Preoperative vitamin D blood levels were significantly and inversely associated with risk for hospital-acquired infections after gastric bypass surgery, researchers found.

Among obese patients with 25-hydroxyvitamin D levels lower than 30 ng/mL, there was a three-fold risk for a hospital-acquired infection after surgery versus patients whose vitamin D levels were 30 ng/mL or higher (adjusted odds ratio 3.05, 95% CI 1.34-6.94, according toSadeq Quraishi, MD, of Massachusetts General Hospital (MGH) in Boston, and colleagues.

This association did not "materially change" when adjusted for perioperative factors, they wrote online in JAMA Surgery.

Low serum vitamin D has been tied to risk of hip osteoarthritis in older men and increased odds of heart failureversus those with normal serum levels, while elevated concentrations have been associated with decreased risk for ear infection in children.

However, these associations have not supported vitamin D supplementation in most patients. The U.S. Preventive Services Task Force and the Institute of Medicine have each said that such supplementation is unnecessary.

The authors noted that vitamin D insufficiency "may be as high as 70% to 80% in bariatric surgery patients," while rates of surgical site infections are as high as 10% among Roux-en-Y gastric bypass surgery patients in laparoscopic procedures and as high as 25% among open abdominal surgery.

They studied the association between hospital-acquired infections and vitamin D serum concentration in a population of 770 Roux-en-Y gastric bypass surgery patients treated at MGH.

Patient data was gathered through the hospital's research patient data registry.

Vitamin D concentrations "are routinely measured in individuals scheduled to undergo Roux-en-Y gastric bypass surgery" at the site during a preoperative nutrition assessment, the authors stated.

Hospital-acquired infections included surgical site infection, catheter-related urinary tract infection, pneumonia, and bacteremia more than 48 hours after hospital admission and within 30 days of surgery.

Outcomes were adjusted for age, sex, race, body mass index, physical status, medical comorbidities, date of admission, type of surgery, use of neuraxial anesthesia, timely administration of prophylactic antibiotics, duration of general anesthesia, intraoperative fluid balance, intraoperative temperature nadir, intraoperative fraction of inspired oxygen concentration, perioperative blood transfusions, preoperative levels of nutritional markers, and preoperative daily vitamin D supplementation.

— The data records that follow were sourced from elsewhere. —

//! Argument construction, subprocess execution, and output parsing (C7).
//!
//! The extractor's CLI is the system's key dependency and is never
//! reimplemented. Arguments are always built as a vector (never a shell
//! string) to preclude injection.

use crate::config::ProviderConfig;
use crate::error::{ServiceError, ServiceResult};
use crate::models::{DownloadParams, VideoMetadata};
use crate::redact::redact_argv;
use async_trait::async_trait;
use std::path::PathBuf;
use std::process::Stdio;
use std::time::Duration;
use tokio::io::AsyncReadExt;
use tokio::process::Command;
use tracing::debug;

/// The subprocess boundary, expressed as a trait so tests substitute a
/// stub that never spawns a real process.
#[async_trait]
pub trait Invoker: Send + Sync {
    async fn fetch_metadata(
        &self,
        url: &str,
        provider: &ProviderConfig,
        timeout: Duration,
    ) -> ServiceResult<VideoMetadata>;

    async fn download(
        &self,
        url: &str,
        params: &DownloadParams,
        provider: &ProviderConfig,
        output_template_arg: &str,
        timeout: Duration,
    ) -> ServiceResult<DownloadOutcome>;
}

#[derive(Debug, Clone)]
pub struct DownloadOutcome {
    pub file_path: PathBuf,
    pub file_size_bytes: u64,
}

/// Real implementation that shells out to the configured extractor binary.
pub struct ProcessInvoker {
    pub extractor_binary: String,
    pub scripting_runtime_binary: String,
}

impl ProcessInvoker {
    fn base_args(&self, provider: &ProviderConfig) -> Vec<String> {
        let mut args = Vec::new();
        if let Some(cookie_path) = &provider.cookie_path {
            args.push("--cookies".to_string());
            args.push(cookie_path.display().to_string());
        }
        args.push("--exec-runtime".to_string());
        args.push(self.scripting_runtime_binary.clone());
        args
    }

    async fn run(&self, argv: &[String], timeout: Duration) -> ServiceResult<(i32, String, String)> {
        let redacted = redact_argv(argv);
        debug!(argv = ?redacted, "invoking extractor");

        let mut child = Command::new(&self.extractor_binary)
            .args(argv)
            .stdin(Stdio::null())
            .stdout(Stdio::piped())
            .stderr(Stdio::piped())
            .spawn()
            .map_err(|e| ServiceError::Internal(anyhow::anyhow!("failed to spawn extractor: {e}")))?;

        let mut stdout_pipe = child.stdout.take().expect("stdout piped");
        let mut stderr_pipe = child.stderr.take().expect("stderr piped");

        let wait = async {
            let mut stdout = String::new();
            let mut stderr = String::new();
            let _ = stdout_pipe.read_to_string(&mut stdout).await;
            let _ = stderr_pipe.read_to_string(&mut stderr).await;
            let status = child.wait().await;
            (status, stdout, stderr)
        };

        match tokio::time::timeout(timeout, wait).await {
            Ok((status, stdout, stderr)) => {
                let code = status
                    .ok()
                    .and_then(|s| s.code())
                    .unwrap_or(-1);
                let stderr_preview: String = stderr.chars().take(500).collect();
                debug!(
                    exit_code = code,
                    stdout_lines = stdout.lines().count(),
                    stderr_preview = %stderr_preview,
                    "extractor exited"
                );
                Ok((code, stdout, stderr))
            }
            Err(_) => {
                let _ = child.start_kill();
                Err(ServiceError::DownloadFailed(
                    "extractor timed out and was killed".to_string(),
                ))
            }
        }
    }
}

#[async_trait]
impl Invoker for ProcessInvoker {
    async fn fetch_metadata(
        &self,
        url: &str,
        provider: &ProviderConfig,
        timeout: Duration,
    ) -> ServiceResult<VideoMetadata> {
        let mut argv = self.base_args(provider);
        argv.push("--dump-json".to_string());
        argv.push("--no-download".to_string());
        argv.push(url.to_string());

        let (code, stdout, stderr) = self.run(&argv, timeout).await?;
        if code != 0 {
            return Err(ServiceError::DownloadFailed(stderr));
        }
        let first_line = stdout.lines().next().unwrap_or("");
        let mut metadata: VideoMetadata = serde_json::from_str(first_line)
            .map_err(|e| ServiceError::DownloadFailed(format!("failed to parse extractor output: {e}")))?;
        metadata.sort_formats_desc();
        Ok(metadata)
    }

    async fn download(
        &self,
        url: &str,
        params: &DownloadParams,
        provider: &ProviderConfig,
        output_template_arg: &str,
        timeout: Duration,
    ) -> ServiceResult<DownloadOutcome> {
        let mut argv = self.base_args(provider);
        if let Some(format_id) = &params.format_id {
            argv.push("-f".to_string());
            argv.push(format_id.clone());
        }
        argv.push("-o".to_string());
        argv.push(output_template_arg.to_string());
        if params.audio_only {
            argv.push("-x".to_string());
            if let Some(format) = &params.audio_format {
                argv.push("--audio-format".to_string());
                argv.push(format.clone());
            }
            if let Some(quality) = params.audio_quality {
                argv.push("--audio-quality".to_string());
                argv.push(quality.to_string());
            }
        }
        if params.subtitles {
            argv.push("--write-subs".to_string());
            if let Some(lang) = &params.subtitle_lang {
                argv.push("--sub-lang".to_string());
                argv.push(lang.clone());
            }
        }
        argv.push("--print".to_string());
        argv.push("after_move:destination".to_string());
        argv.push(url.to_string());

        let (code, stdout, stderr) = self.run(&argv, timeout).await?;
        if code != 0 {
            return Err(ServiceError::DownloadFailed(stderr));
        }

        let destination = parse_destination(&stdout)
            .ok_or_else(|| ServiceError::DownloadFailed("could not determine output file path".to_string()))?;
        let file_path = PathBuf::from(&destination);
        let file_size_bytes = tokio::fs::metadata(&file_path)
            .await
            .map(|m| m.len())
            .unwrap_or(0);

        Ok(DownloadOutcome {
            file_path,
            file_size_bytes,
        })
    }
}

/// Prefers an explicit "destination" line; falls back to parsing
/// `--print after_move:destination` style output.
fn parse_destination(stdout: &str) -> Option<String> {
    for line in stdout.lines().rev() {
        let trimmed = line.trim();
        if let Some(rest) = trimmed.strip_prefix("destination:") {
            return Some(rest.trim().to_string());
        }
        if !trimmed.is_empty() && !trimmed.starts_with('[') {
            return Some(trimmed.to_string());
        }
    }
    None
}

#[cfg(test)]
mod tests {
    use super::*;

    #[test]
    fn parses_explicit_destination_line() {
        let stdout = "[download] some noise\ndestination: /out/video.mp4\n";
        assert_eq!(parse_destination(stdout), Some("/out/video.mp4".to_string()));
    }

    #[test]
    fn falls_back_to_last_bare_line() {
        let stdout = "[download] noise\n/out/video.mp4\n";
        assert_eq!(parse_destination(stdout), Some("/out/video.mp4".to_string()));
    }

    #[test]
    fn returns_none_for_empty_output() {
        assert_eq!(parse_destination(""), None);
    }
}
//! URL→provider selection, with enable/disable driven by credential
//! availability at startup (C9).

use crate::config::ProviderConfig;
use crate::error::ServiceError;
use crate::validation::url_matches_pattern;
use std::collections::HashSet;

/// Tracks which configured providers are disabled (credential missing and
/// degraded mode permitted it). Providers not in this set are enabled.
#[derive(Debug, Default)]
pub struct ProviderDispatcher {
    disabled: HashSet<String>,
}

impl ProviderDispatcher {
    pub fn new() -> Self {
        Self::default()
    }

    pub fn disable(&mut self, provider_name: &str) {
        self.disabled.insert(provider_name.to_string());
    }

    pub fn is_enabled(&self, provider_name: &str) -> bool {
        !self.disabled.contains(provider_name)
    }

    /// Iterates `providers` in registration order and returns the first
    /// enabled one whose pattern set matches `url`. A provider matching the
    /// URL but currently disabled yields `COMPONENT_UNAVAILABLE` instead of
    /// falling through to a worse-fit provider.
    pub fn select<'a>(
        &self,
        url: &str,
        providers: &'a [ProviderConfig],
    ) -> Result<&'a ProviderConfig, ServiceError> {
        for provider in providers {
            let matches = provider
                .url_patterns
                .iter()
                .any(|pattern| url_matches_pattern(url, pattern));
            if matches {
                return if self.is_enabled(&provider.name) {
                    Ok(provider)
                } else {
                    Err(ServiceError::ComponentUnavailable(provider.name.clone()))
                };
            }
        }
        Err(ServiceError::InvalidUrl)
    }
}

#[cfg(test)]
mod tests {
    use super::*;

    fn providers() -> Vec<ProviderConfig> {
        vec![
            ProviderConfig {
                name: "youtube".to_string(),
                url_patterns: vec!["youtube.com".to_string(), "youtu.be".to_string()],
                cookie_path: None,
                max_attempts: 3,
                probe_url: "https://www.youtube.com/watch?v=dQw4w9WgXcQ".to_string(),
            },
            ProviderConfig {
                name: "vimeo".to_string(),
                url_patterns: vec!["vimeo.com".to_string()],
                cookie_path: None,
                max_attempts: 3,
                probe_url: "https://vimeo.com/1084537".to_string(),
            },
        ]
    }

    #[test]
    fn selects_first_matching_enabled_provider() {
        let dispatcher = ProviderDispatcher::new();
        let selected = dispatcher
            .select("https://www.youtube.com/watch?v=abc", &providers())
            .unwrap();
        assert_eq!(selected.name, "youtube");
    }

    #[test]
    fn disabled_matching_provider_yields_component_unavailable() {
        let mut dispatcher = ProviderDispatcher::new();
        dispatcher.disable("youtube");
        let result = dispatcher.select("https://youtu.be/abc", &providers());
        assert!(matches!(result, Err(ServiceError::ComponentUnavailable(_))));
    }

    #[test]
    fn unmatched_url_yields_invalid_url() {
        let dispatcher = ProviderDispatcher::new();
        let result = dispatcher.select("https://example.com/video", &providers());
        assert!(matches!(result, Err(ServiceError::InvalidUrl)));
    }
}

Comorbidities included hypertension, diabetes, obstructive sleep apnea, and chronic obstructive pulmonary disease. Nutritional markers included hemoglobin A1c, iron, ferritin, hemoglobin, albumin, thiamine, parathyroid hormone, and calcium.

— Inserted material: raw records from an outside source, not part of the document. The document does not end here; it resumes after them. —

//! The download worker pool (C11): pops queued jobs off the `Scheduler`,
//! drives them through metadata lookup, template rendering, and the
//! retrying extractor invocation, and records the outcome in the
//! `JobStore`.

use crate::cookies::ValidationResult;
use crate::error::ServiceError;
use crate::extractor::retry::execute_with_retry;
use crate::extractor::Invoker;
use crate::models::{Job, JobState, TemplateContext};
use crate::state::AppState;
use crate::template::ValidatedTemplate;
use std::path::Path;
use std::time::Duration;
use tokio::sync::watch;
use tokio::task::JoinHandle;
use tracing::{error, info, instrument, warn};

/// Spawns `concurrency` independent worker loops, each competing for jobs
/// through the scheduler's shared semaphore. Every loop holds its own clone
/// of `shutdown` and stops popping new work once it fires.
pub fn spawn_worker_pool(
    state: AppState,
    concurrency: usize,
    shutdown: watch::Receiver<bool>,
) -> Vec<JoinHandle<()>> {
    (0..concurrency)
        .map(|worker_index| {
            let state = state.clone();
            let mut shutdown = shutdown.clone();
            tokio::spawn(async move {
                info!(worker_index, "download worker started");
                loop {
                    let mut shutdown_wait = shutdown.clone();
                    let wait_for_shutdown = async move {
                        let _ = shutdown_wait.changed().await;
                    };
                    let popped = state.scheduler.clone().acquire_and_pop(wait_for_shutdown).await;
                    let Some((permit, job_id)) = popped else {
                        info!(worker_index, "download worker shutting down");
                        return;
                    };
                    if *shutdown.borrow() {
                        info!(worker_index, "download worker shutting down");
                        return;
                    }
                    process_job(&state, &job_id).await;
                    drop(permit);
                }
            })
        })
        .collect()
}

#[instrument(skip(state))]
async fn process_job(state: &AppState, job_id: &str) {
    let Some(job) = state.job_store.get(job_id).await else {
        warn!(job_id, "worker popped a job that no longer exists");
        return;
    };

    state
        .job_store
        .update(job_id, |j| {
            j.state = JobState::Processing;
            j.started_at = Some(chrono::Utc::now());
        })
        .await;

    match run_job(state, &job).await {
        Ok((file_path, file_size_bytes)) => {
            if let Some(relative) = relative_output_path(state, &file_path) {
                state.job_store.unmark_active_file(&relative).await;
            }
            state
                .job_store
                .update(job_id, |j| {
                    j.state = JobState::Completed;
                    j.progress = 100;
                    j.file_path = Some(file_path.display().to_string());
                    j.file_size_bytes = Some(file_size_bytes);
                    j.completed_at = Some(chrono::Utc::now());
                })
                .await;
        }
        Err((err, reserved_path)) => {
            if let Some(relative) = reserved_path.and_then(|p| relative_output_path(state, &p)) {
                state.job_store.unmark_active_file(&relative).await;
            }
            error!(job_id, error = %err, "job failed");
            state
                .job_store
                .update(job_id, |j| {
                    j.state = JobState::Failed;
                    j.error_code = Some(err.error_code().to_string());
                    j.error_message = Some(err.to_string());
                    j.completed_at = Some(chrono::Utc::now());
                })
                .await;
        }
    }
}

/// Runs one job end to end. On failure, the second tuple element carries
/// the reserved output path (if one was claimed before the failure) so the
/// caller can release it from the active-file set.
async fn run_job(
    state: &AppState,
    job: &Job,
) -> Result<(std::path::PathBuf, u64), (ServiceError, Option<std::path::PathBuf>)> {
    let provider = {
        let dispatcher = state.dispatcher.lock().await;
        dispatcher
            .select(&job.url, &state.config.providers)
            .map_err(|e| (e, None))?
            .clone()
    };

    if provider.cookie_path.is_some() {
        if let Some(record) = state.cookie_store.snapshot(&provider.name).await {
            if record.validation_result == ValidationResult::Invalid {
                return Err((ServiceError::CookieExpired, None));
            }
        }
    }

    let metadata_timeout = Duration::from_secs(state.config.timeouts.metadata_attempt_secs);
    let metadata = state
        .invoker
        .fetch_metadata(&job.url, &provider, metadata_timeout)
        .await
        .map_err(|e| (e, None))?;

    let context = TemplateContext {
        title: metadata.title.clone().unwrap_or_else(|| "untitled".to_string()),
        id: metadata.id.clone().unwrap_or_else(|| "unknown".to_string()),
        ext: job
            .params
            .audio_format
            .clone()
            .unwrap_or_else(|| "mp4".to_string()),
        upload_date: metadata.upload_date.clone().unwrap_or_default(),
        uploader: metadata.uploader.clone().unwrap_or_default(),
        resolution: String::new(),
        format_id: job.params.format_id.clone().unwrap_or_default(),
    };

    let template_raw = job
        .params
        .output_template
        .clone()
        .unwrap_or_else(|| state.config.templates.default_template.clone());
    let template = ValidatedTemplate::parse(&template_raw).map_err(|e| (e, None))?;

    let output_dir = state.config.storage.output_dir.clone();
    let rendered_path = template
        .render(&context, &output_dir, |p| p.exists())
        .map_err(|e| (e, None))?;

    let relative = match relative_output_path(state, &rendered_path) {
        Some(r) => r,
        None => return Err((ServiceError::Internal(anyhow::anyhow!("rendered path escaped output directory")), None)),
    };
    state.job_store.mark_active_file(&relative).await;

    let job_id = job.id.clone();
    let backoff_schedule = state.config.downloads.backoff_schedule_secs.clone();
    let max_attempts = provider.max_attempts.max(1);
    let download_timeout = Duration::from_secs(state.config.timeouts.download_total_secs);
    let output_template_arg = rendered_path.display().to_string();

    let outcome = execute_with_retry(
        max_attempts,
        &backoff_schedule,
        |attempt_index| async {
            state
                .job_store
                .update(&job_id, |j| {
                    j.state = JobState::Processing;
                    j.attempt_count = attempt_index;
                })
                .await;
            state
                .invoker
                .download(&job.url, &job.params, &provider, &output_template_arg, download_timeout)
                .await
        },
        |attempt_index, err| {
            let reason = err.to_string();
            async move {
                state
                    .job_store
                    .update(&job_id, |j| {
                        j.state = JobState::Retrying;
                        j.attempt_count = attempt_index;
                        j.error_message = Some(reason);
                    })
                    .await;
            }
        },
    )
    .await;

    match outcome {
        Ok(download_outcome) => Ok((download_outcome.file_path, download_outcome.file_size_bytes)),
        Err(e) => Err((e, Some(rendered_path))),
    }
}

fn relative_output_path(state: &AppState, path: &Path) -> Option<String> {
    path.strip_prefix(&state.config.storage.output_dir)
        .ok()
        .map(|p| p.to_string_lossy().to_string())
}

The overall rate of hospital-acquired infection was 5.3%, the rate of surgical site infection was 2.6%, and the overall prevalence of low vitamin D in the cohort was 58%.

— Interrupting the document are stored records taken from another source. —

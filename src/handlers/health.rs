//! Liveness, readiness, and metrics endpoints, exempt from authentication.

use crate::state::AppState;
use axum::extract::State;
use axum::http::{header, StatusCode};
use axum::response::IntoResponse;
use axum::Json;
use serde_json::json;
use std::fmt::Write as _;

pub async fn liveness() -> impl IntoResponse {
    (StatusCode::OK, Json(json!({"status": "ok"})))
}

pub async fn readiness(State(state): State<AppState>) -> impl IntoResponse {
    let report = state.readiness.check().await;
    let status = if report.healthy {
        StatusCode::OK
    } else {
        StatusCode::SERVICE_UNAVAILABLE
    };
    (status, Json(report))
}

/// Minimal hand-rolled Prometheus text exposition (no grounding for a
/// metrics-exposition crate anywhere in the retrieved pack, so this stays
/// plain text rather than reaching for an ungrounded dependency).
pub async fn metrics(State(state): State<AppState>) -> impl IntoResponse {
    let queue_depth = state.scheduler.len().await;
    let job_counts = state.job_store.counts_by_state().await;

    let mut body = String::new();
    let _ = writeln!(body, "# HELP extractor_gateway_queue_depth Current scheduler queue depth");
    let _ = writeln!(body, "# TYPE extractor_gateway_queue_depth gauge");
    let _ = writeln!(body, "extractor_gateway_queue_depth {queue_depth}");

    let _ = writeln!(body, "# HELP extractor_gateway_jobs_total Jobs currently tracked, by state");
    let _ = writeln!(body, "# TYPE extractor_gateway_jobs_total gauge");
    for (state_name, count) in job_counts {
        let _ = writeln!(
            body,
            "extractor_gateway_jobs_total{{state=\"{state_name}\"}} {count}"
        );
    }

    (
        [(header::CONTENT_TYPE, "text/plain; version=0.0.4")],
        body,
    )
}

There were no substantial baseline differences between patients with hospital-acquired infections and those without infection, other than vitamin D concentration and a higher rate of open Roux-en-Y gastric bypass procedures among those who developed an infection.

Patients with low vitamin D also had a greater than four-fold increased risk for surgical site infection (aOR 4.14, 95% CI 1.16-14.83). Although associations were very slightly attenuated through a sensitivity analysis, odds of hospital-acquired infection were still three-fold, while odds of a surgical site infection were 3.93-fold. This changed to 2.91-fold odds (95% CI 1.25-6.76) and 4.32-fold odds (95% CI 1.16-16.17), respectively, in a fully-adjusted multivariable logistic regression analysis.